What you have to do:
Go through the data and copy each line where the word "ProtocolLevel" shows up.

Dataset entries:
★ ★ ★ ★

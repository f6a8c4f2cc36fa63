// Copyright (c) 2024 Xu Shaohua <shaohua@biofan.org>. All rights reserved.
// Use of this source is governed by Apache-2.0 License that can be found
// in the LICENSE file.

use byteorder::{BigEndian, WriteBytesExt};
use serde::{Deserialize, Serialize};
use std::cmp;
use std::convert::TryFrom;
use std::fmt;

use crate::{ByteArray, DecodeError, EncodeError, ProtocolVersion};

/// Convert wire primitives, integers, strings, binary chunks and property
/// blocks, into the network byte stream. Primitives have the same layout
/// in both protocol versions.
pub trait EncodeData {
    /// Append this value to `buf`, returning number of bytes written.
    ///
    /// # Errors
    ///
    /// Returns error if this value violates wire format rules.
    fn encode(&self, buf: &mut Vec<u8>) -> Result<usize, EncodeError>;
}

/// Parse wire primitives from the network byte stream.
pub trait DecodeData: Sized {
    /// Read one value from the cursor.
    ///
    /// # Errors
    ///
    /// Returns error if bytes violate wire format rules.
    fn decode(ba: &mut ByteArray) -> Result<Self, DecodeError>;
}

/// Serialize a whole control packet for protocol version `V`.
///
/// The version is a type parameter per call so that MQTT 3.1.1 and MQTT 5.0
/// share one encoder skeleton per packet type.
pub trait EncodePacket {
    /// Append fixed header, variable header and payload to `buf`, returning
    /// number of bytes written. The remaining length field is computed
    /// exactly.
    ///
    /// # Errors
    ///
    /// Returns error if packet fields violate wire format rules.
    fn encode<V: ProtocolVersion>(&self, buf: &mut Vec<u8>) -> Result<usize, EncodeError>;
}

/// Parse a whole control packet expected to conform to protocol version `V`.
///
/// Decoding fails if the wire contradicts the expected version, e.g. a
/// property block appears where the version forbids one.
pub trait DecodePacket: Sized {
    /// Read one packet from the cursor, starting at the fixed header.
    ///
    /// # Errors
    ///
    /// Returns error if bytes violate wire format rules.
    fn decode<V: ProtocolVersion>(ba: &mut ByteArray) -> Result<Self, DecodeError>;
}

/// Packet identifier.
///
/// Each time a Client sends a new SUBSCRIBE, UNSUBSCRIBE, or PUBLISH
/// (where QoS > 0) MQTT Control Packet it MUST assign it a non-zero
/// Packet Identifier that is currently unused [MQTT-2.2.1-3].
#[derive(Debug, Default, Clone, Copy, PartialEq, Eq, PartialOrd, Ord, Hash)]
pub struct PacketId(u16);

impl PacketId {
    /// Create a new packet id.
    #[must_use]
    pub const fn new(value: u16) -> Self {
        Self(value)
    }

    /// Get inner u16 value.
    #[must_use]
    pub const fn value(&self) -> u16 {
        self.0
    }

    /// Get byte length used in packet.
    #[must_use]
    pub const fn bytes() -> usize {
        2
    }
}

impl fmt::Display for PacketId {
    fn fmt(&self, f: &mut fmt::Formatter) -> fmt::Result {
        write!(f, "{}", self.0)
    }
}

impl cmp::PartialEq<u16> for PacketId {
    fn eq(&self, value: &u16) -> bool {
        self.0 == *value
    }
}

impl DecodeData for PacketId {
    fn decode(ba: &mut ByteArray) -> Result<Self, DecodeError> {
        let value = ba.read_u16()?;
        Ok(Self(value))
    }
}

impl EncodeData for PacketId {
    fn encode(&self, buf: &mut Vec<u8>) -> Result<usize, EncodeError> {
        buf.write_u16::<BigEndian>(self.0)?;
        Ok(Self::bytes())
    }
}

/// Quality of service level of message delivery.
#[repr(u8)]
#[derive(
    Debug, Default, Clone, Copy, PartialEq, Eq, PartialOrd, Ord, Hash, Serialize, Deserialize,
)]
pub enum QoS {
    /// At most once delivery.
    #[default]
    AtMostOnce = 0,

    /// At least once delivery.
    AtLeastOnce = 1,

    /// Exactly once delivery.
    ExactOnce = 2,
}

impl QoS {
    /// Get byte length used in packet.
    #[must_use]
    pub const fn bytes() -> usize {
        1
    }
}

impl TryFrom<u8> for QoS {
    type Error = DecodeError;

    fn try_from(v: u8) -> Result<Self, Self::Error> {
        match v {
            0 => Ok(Self::AtMostOnce),
            1 => Ok(Self::AtLeastOnce),
            2 => Ok(Self::ExactOnce),
            _ => Err(DecodeError::InvalidQoS),
        }
    }
}

impl DecodeData for QoS {
    fn decode(ba: &mut ByteArray) -> Result<Self, DecodeError> {
        let byte = ba.read_byte()?;
        Self::try_from(byte)
    }
}

impl EncodeData for QoS {
    fn encode(&self, buf: &mut Vec<u8>) -> Result<usize, EncodeError> {
        buf.push(*self as u8);
        Ok(Self::bytes())
    }
}
impl ConnectType {
    /// Returns true for the TLS based variants.
    #[must_use]
    pub const fn is_secure(&self) -> bool {
        matches!(self, Self::Mqtts(..) | Self::Wss(..))
    }

    /// Returns the WebSocket URI path, if this is a WebSocket variant.
    #[must_use]
    pub fn ws_path(&self) -> Option<&str> {
        match self {
            Self::Ws(connect) => Some(&connect.path),
            Self::Wss(connect) => Some(&connect.path),
            _ => None,
        }
    }
}

/// Immutable connection options, constructed through
/// [`ConnectOptionsBuilder`].
#[derive(Clone)]
pub struct ConnectOptions {
    host: String,
    port: u16,
    connect_type: ConnectType,
    client_id: String,
    credentials: Arc<dyn CredentialsProvider>,
    protocol_level: ProtocolLevel,
    allow_version_fallback: bool,
    session_expiry_interval: u32,
    will: Option<Will>,

    keep_alive: Duration,
    connect_timeout: Duration,
    handshake_timeout: Duration,

    max_packet_size: usize,
    max_inbound_buffer: usize,
    max_outbound_queue: usize,

    retry_interval: Duration,
    retry_multiplier: f64,
    retry_interval_cap: Duration,
    max_packet_retries: u32,
    max_connection_retries: u32,

    auto_reconnect: bool,
    reconnect_delay: Duration,
    reconnect_delay_cap: Duration,
    reconnect_multiplier: f64,

    strict_mode: bool,
    enforce_max_packet_size: bool,
    max_inbound_packets_per_tick: usize,
    max_pending_commands: usize,
    tick_interval: Duration,

    verify_server_certificate: bool,
    ssl_verify_callback: Option<SslVerifyCallback>,
    callback_executor: Option<CallbackExecutor>,
}

impl fmt::Debug for ConnectOptions {
    fn fmt(&self, f: &mut fmt::Formatter<'_>) -> fmt::Result {
        f.debug_struct("ConnectOptions")
            .field("host", &self.host)
            .field("port", &self.port)
            .field("connect_type", &self.connect_type)
            .field("client_id", &self.client_id)
            .field("protocol_level", &self.protocol_level)
            .field("keep_alive", &self.keep_alive)
            .field("auto_reconnect", &self.auto_reconnect)
            .field("strict_mode", &self.strict_mode)
            .finish_non_exhaustive()
    }
}

impl ConnectOptions {
    /// Create options for a plain TCP connection with all defaults.
    ///
    /// # Errors
    ///
    /// Returns error if `host` or `port` is invalid.
    pub fn new(host: &str, port: u16) -> Result<Self, Error> {
        ConnectOptionsBuilder::new(host, port).build()
    }

    /// Start building options for `host` and `port`.
    #[must_use]
    pub fn builder(host: &str, port: u16) -> ConnectOptionsBuilder {
        ConnectOptionsBuilder::new(host, port)
    }

    #[must_use]
    pub fn host(&self) -> &str {
        &self.host
    }

    #[must_use]
    pub const fn port(&self) -> u16 {
        self.port
    }

    #[must_use]
    pub const fn connect_type(&self) -> &ConnectType {
        &self.connect_type
    }

    #[must_use]
    pub fn client_id(&self) -> &str {
        &self.client_id
    }

    #[must_use]
    pub fn credentials(&self) -> &Arc<dyn CredentialsProvider> {
        &self.credentials
    }

    #[must_use]
    pub const fn protocol_level(&self) -> ProtocolLevel {
        self.protocol_level
    }

    #[must_use]
    pub const fn allow_version_fallback(&self) -> bool {
        self.allow_version_fallback
    }

    #[must_use]
    pub const fn session_expiry_interval(&self) -> u32 {
        self.session_expiry_interval
    }

    #[must_use]
    pub const fn will(&self) -> Option<&Will> {
        self.will.as_ref()
    }

    #[must_use]
    pub const fn keep_alive(&self) -> Duration {
        self.keep_alive
    }

    #[must_use]
    pub const fn connect_timeout(&self) -> Duration {
        self.connect_timeout
    }

    #[must_use]
    pub const fn handshake_timeout(&self) -> Duration {
        self.handshake_timeout
    }

    #[must_use]
    pub const fn max_packet_size(&self) -> usize {
        self.max_packet_size
    }

    #[must_use]
    pub const fn max_inbound_buffer(&self) -> usize {
        self.max_inbound_buffer
    }

    #[must_use]
    pub const fn max_outbound_queue(&self) -> usize {
        self.max_outbound_queue
    }

    #[must_use]
    pub const fn retry_interval(&self) -> Duration {
        self.retry_interval
    }

    #[must_use]
    pub const fn retry_multiplier(&self) -> f64 {
        self.retry_multiplier
    }

    #[must_use]
    pub const fn retry_interval_cap(&self) -> Duration {
        self.retry_interval_cap
    }

    #[must_use]
    pub const fn max_packet_retries(&self) -> u32 {
        self.max_packet_retries
    }

    #[must_use]
    pub const fn max_connection_retries(&self) -> u32 {
        self.max_connection_retries
    }

    #[must_use]
    pub const fn auto_reconnect(&self) -> bool {
        self.auto_reconnect
    }

    #[must_use]
    pub const fn reconnect_delay(&self) -> Duration {
        self.reconnect_delay
    }

    #[must_use]
    pub const fn reconnect_delay_cap(&self) -> Duration {
        self.reconnect_delay_cap
    }

    #[must_use]
    pub const fn reconnect_multiplier(&self) -> f64 {
        self.reconnect_multiplier
    }

    #[must_use]
    pub const fn strict_mode(&self) -> bool {
        self.strict_mode
    }

    #[must_use]
    pub const fn enforce_max_packet_size(&self) -> bool {
        self.enforce_max_packet_size
    }

    #[must_use]
    pub const fn max_inbound_packets_per_tick(&self) -> usize {
        self.max_inbound_packets_per_tick
    }

    #[must_use]
    pub const fn max_pending_commands(&self) -> usize {
        self.max_pending_commands
    }

    #[must_use]
    pub const fn tick_interval(&self) -> Duration {
        self.tick_interval
    }

    #[must_use]
    pub const fn verify_server_certificate(&self) -> bool {
        self.verify_server_certificate
    }

    #[must_use]
    pub fn ssl_verify_callback(&self) -> Option<&SslVerifyCallback> {
        self.ssl_verify_callback.as_ref()
    }

    #[must_use]
    pub fn callback_executor(&self) -> Option<&CallbackExecutor> {
        self.callback_executor.as_ref()
    }
}

/// Builder with the documented defaults for every tuning parameter.
pub struct ConnectOptionsBuilder {
    options: ConnectOptions,
}

impl ConnectOptionsBuilder {
    #[must_use]
    pub fn new(host: &str, port: u16) -> Self {
        Self {
            options: ConnectOptions {
                host: host.to_string(),
                port,
                connect_type: ConnectType::Mqtt(MqttConnect {}),
                client_id: String::new(),
                credentials: Arc::new(AnonymousCredentials),
                protocol_level: ProtocolLevel::V5,
                allow_version_fallback: true,
                session_expiry_interval: 0,
                will: None,

                keep_alive: Duration::from_secs(60),
                connect_timeout: Duration::from_secs(30),
                handshake_timeout: Duration::from_secs(30),

                max_packet_size: 1024 * 1024,
                max_inbound_buffer: 64 * 1024 * 1024,
                max_outbound_queue: 10 * 1024 * 1024,

                retry_interval: Duration::from_secs(5),
                retry_multiplier: 1.5,
                retry_interval_cap: Duration::from_secs(60),
                max_packet_retries: 3,
                max_connection_retries: 5,

                auto_reconnect: false,
                reconnect_delay: Duration::from_secs(1),
                reconnect_delay_cap: Duration::from_secs(60),
                reconnect_multiplier: 2.0,

                strict_mode: false,
                enforce_max_packet_size: true,
                max_inbound_packets_per_tick: 100,
                max_pending_commands: 1000,
                tick_interval: Duration::from_millis(10),

                verify_server_certificate: true,
                ssl_verify_callback: None,
                callback_executor: None,
            },
        }
    }

    #[must_use]
    pub fn connect_type(mut self, connect_type: ConnectType) -> Self {
        self.options.connect_type = connect_type;
        self
    }

    #[must_use]
    pub fn client_id(mut self, client_id: &str) -> Self {
        self.options.client_id = client_id.to_string();
        self
    }

    #[must_use]
    pub fn credentials(mut self, credentials: Arc<dyn CredentialsProvider>) -> Self {
        self.options.credentials = credentials;
        self
    }

    #[must_use]
    pub fn protocol_level(mut self, protocol_level: ProtocolLevel) -> Self {
        self.options.protocol_level = protocol_level;
        self
    }

    #[must_use]
    pub fn allow_version_fallback(mut self, allow: bool) -> Self {
        self.options.allow_version_fallback = allow;
        self
    }

    #[must_use]
    pub fn session_expiry_interval(mut self, seconds: u32) -> Self {
        self.options.session_expiry_interval = seconds;
        self
    }

    #[must_use]
    pub fn will(mut self, will: Will) -> Self {
        self.options.will = Some(will);
        self
    }

    #[must_use]
    pub fn keep_alive(mut self, keep_alive: Duration) -> Self {
        self.options.keep_alive = keep_alive;
        self
    }

    #[must_use]
    pub fn connect_timeout(mut self, timeout: Duration) -> Self {
        self.options.connect_timeout = timeout;
        self
    }

    #[must_use]
    pub fn handshake_timeout(mut self, timeout: Duration) -> Self {
        self.options.handshake_timeout = timeout;
        self
    }

    #[must_use]
    pub fn max_packet_size(mut self, bytes: usize) -> Self {
        self.options.max_packet_size = bytes;
        self
    }

    #[must_use]
    pub fn max_inbound_buffer(mut self, bytes: usize) -> Self {
        self.options.max_inbound_buffer = bytes;
        self
    }

    #[must_use]
    pub fn max_outbound_queue(mut self, bytes: usize) -> Self {
        self.options.max_outbound_queue = bytes;
        self
    }

    #[must_use]
    pub fn retry_interval(mut self, interval: Duration) -> Self {
        self.options.retry_interval = interval;
        self
    }

    #[must_use]
    pub fn retry_multiplier(mut self, multiplier: f64) -> Self {
        self.options.retry_multiplier = multiplier;
        self
    }

    #[must_use]
    pub fn retry_interval_cap(mut self, cap: Duration) -> Self {
        self.options.retry_interval_cap = cap;
        self
    }

    #[must_use]
    pub fn max_packet_retries(mut self, retries: u32) -> Self {
        self.options.max_packet_retries = retries;
        self
    }

    #[must_use]
    pub fn max_connection_retries(mut self, retries: u32) -> Self {
        self.options.max_connection_retries = retries;
        self
    }

    #[must_use]
    pub fn auto_reconnect(mut self, enable: bool) -> Self {
        self.options.auto_reconnect = enable;
        self
    }

    #[must_use]
    pub fn reconnect_delay(mut self, delay: Duration) -> Self {
        self.options.reconnect_delay = delay;
        self
    }

    #[must_use]
    pub fn reconnect_delay_cap(mut self, cap: Duration) -> Self {
        self.options.reconnect_delay_cap = cap;
        self
    }

    #[must_use]
    pub fn reconnect_multiplier(mut self, multiplier: f64) -> Self {
        self.options.reconnect_multiplier = multiplier;
        self
    }

    #[must_use]
    pub fn strict_mode(mut self, strict: bool) -> Self {
        self.options.strict_mode = strict;
        self
    }

    #[must_use]
    pub fn enforce_max_packet_size(mut self, enforce: bool) -> Self {
        self.options.enforce_max_packet_size = enforce;
        self
    }

    #[must_use]
    pub fn max_inbound_packets_per_tick(mut self, count: usize) -> Self {
        self.options.max_inbound_packets_per_tick = count;
        self
    }

    #[must_use]
    pub fn max_pending_commands(mut self, count: usize) -> Self {
        self.options.max_pending_commands = count;
        self
    }

    #[must_use]
    pub fn tick_interval(mut self, interval: Duration) -> Self {
        self.options.tick_interval = interval;
        self
    }

    #[must_use]
    pub fn verify_server_certificate(mut self, verify: bool) -> Self {
        self.options.verify_server_certificate = verify;
        self
    }

    #[must_use]
    pub fn ssl_verify_callback(mut self, callback: SslVerifyCallback) -> Self {
        self.options.ssl_verify_callback = Some(callback);
        self
    }

    #[must_use]
    pub fn callback_executor(mut self, executor: CallbackExecutor) -> Self {
        self.options.callback_executor = Some(executor);
        self
    }

    /// Validate the invariants and produce the immutable options.
    ///
    /// # Errors
    ///
    /// Returns `ConfigInvalid` if any invariant is violated.
    pub fn build(mut self) -> Result<ConnectOptions, Error> {
        let options = &mut self.options;
        if options.host.is_empty() {
            return Err(Error::new(ErrorKind::ConfigInvalid, "host must not be empty"));
        }
        if options.port == 0 {
            return Err(Error::new(ErrorKind::ConfigInvalid, "port must not be zero"));
        }
        if let Some(path) = options.connect_type.ws_path() {
            if path.is_empty() {
                return Err(Error::new(
                    ErrorKind::ConfigInvalid,
                    "websocket path must not be empty",
                ));
            }
        }
        if options.keep_alive.as_secs() > u64::from(u16::MAX) {
            return Err(Error::new(
                ErrorKind::ConfigInvalid,
                "keep alive exceeds 65535 seconds",
            ));
        }
        if options.retry_interval.is_zero()
            || options.retry_interval_cap.is_zero()
            || options.reconnect_delay.is_zero()
            || options.reconnect_delay_cap.is_zero()
            || options.connect_timeout.is_zero()
            || options.handshake_timeout.is_zero()
        {
            return Err(Error::new(
                ErrorKind::ConfigInvalid,
                "retry intervals and timeouts must be positive",
            ));
        }
        if options.retry_multiplier < 1.0 || options.reconnect_multiplier < 1.0 {
            return Err(Error::new(
                ErrorKind::ConfigInvalid,
                "backoff multipliers must be >= 1.0",
            ));
        }
        if options.max_outbound_queue < options.max_packet_size {
            return Err(Error::new(
                ErrorKind::ConfigInvalid,
                "max outbound queue must hold at least one max sized packet",
            ));
        }
        if options.max_inbound_packets_per_tick == 0 || options.max_pending_commands == 0 {
            return Err(Error::new(
                ErrorKind::ConfigInvalid,
                "per-tick and pending-command bounds must be positive",
            ));
        }
        if options.client_id.is_empty() {
            options.client_id = format!("luoshen-{}", random_string(8));
        }
        Ok(self.options)
    }
}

★ ★ ★ ★

Result:
    protocol_level: ProtocolLevel,
    pub const fn protocol_level(&self) -> ProtocolLevel {
                protocol_level: ProtocolLevel::V5,
    pub fn protocol_level(mut self, protocol_level: ProtocolLevel) -> Self {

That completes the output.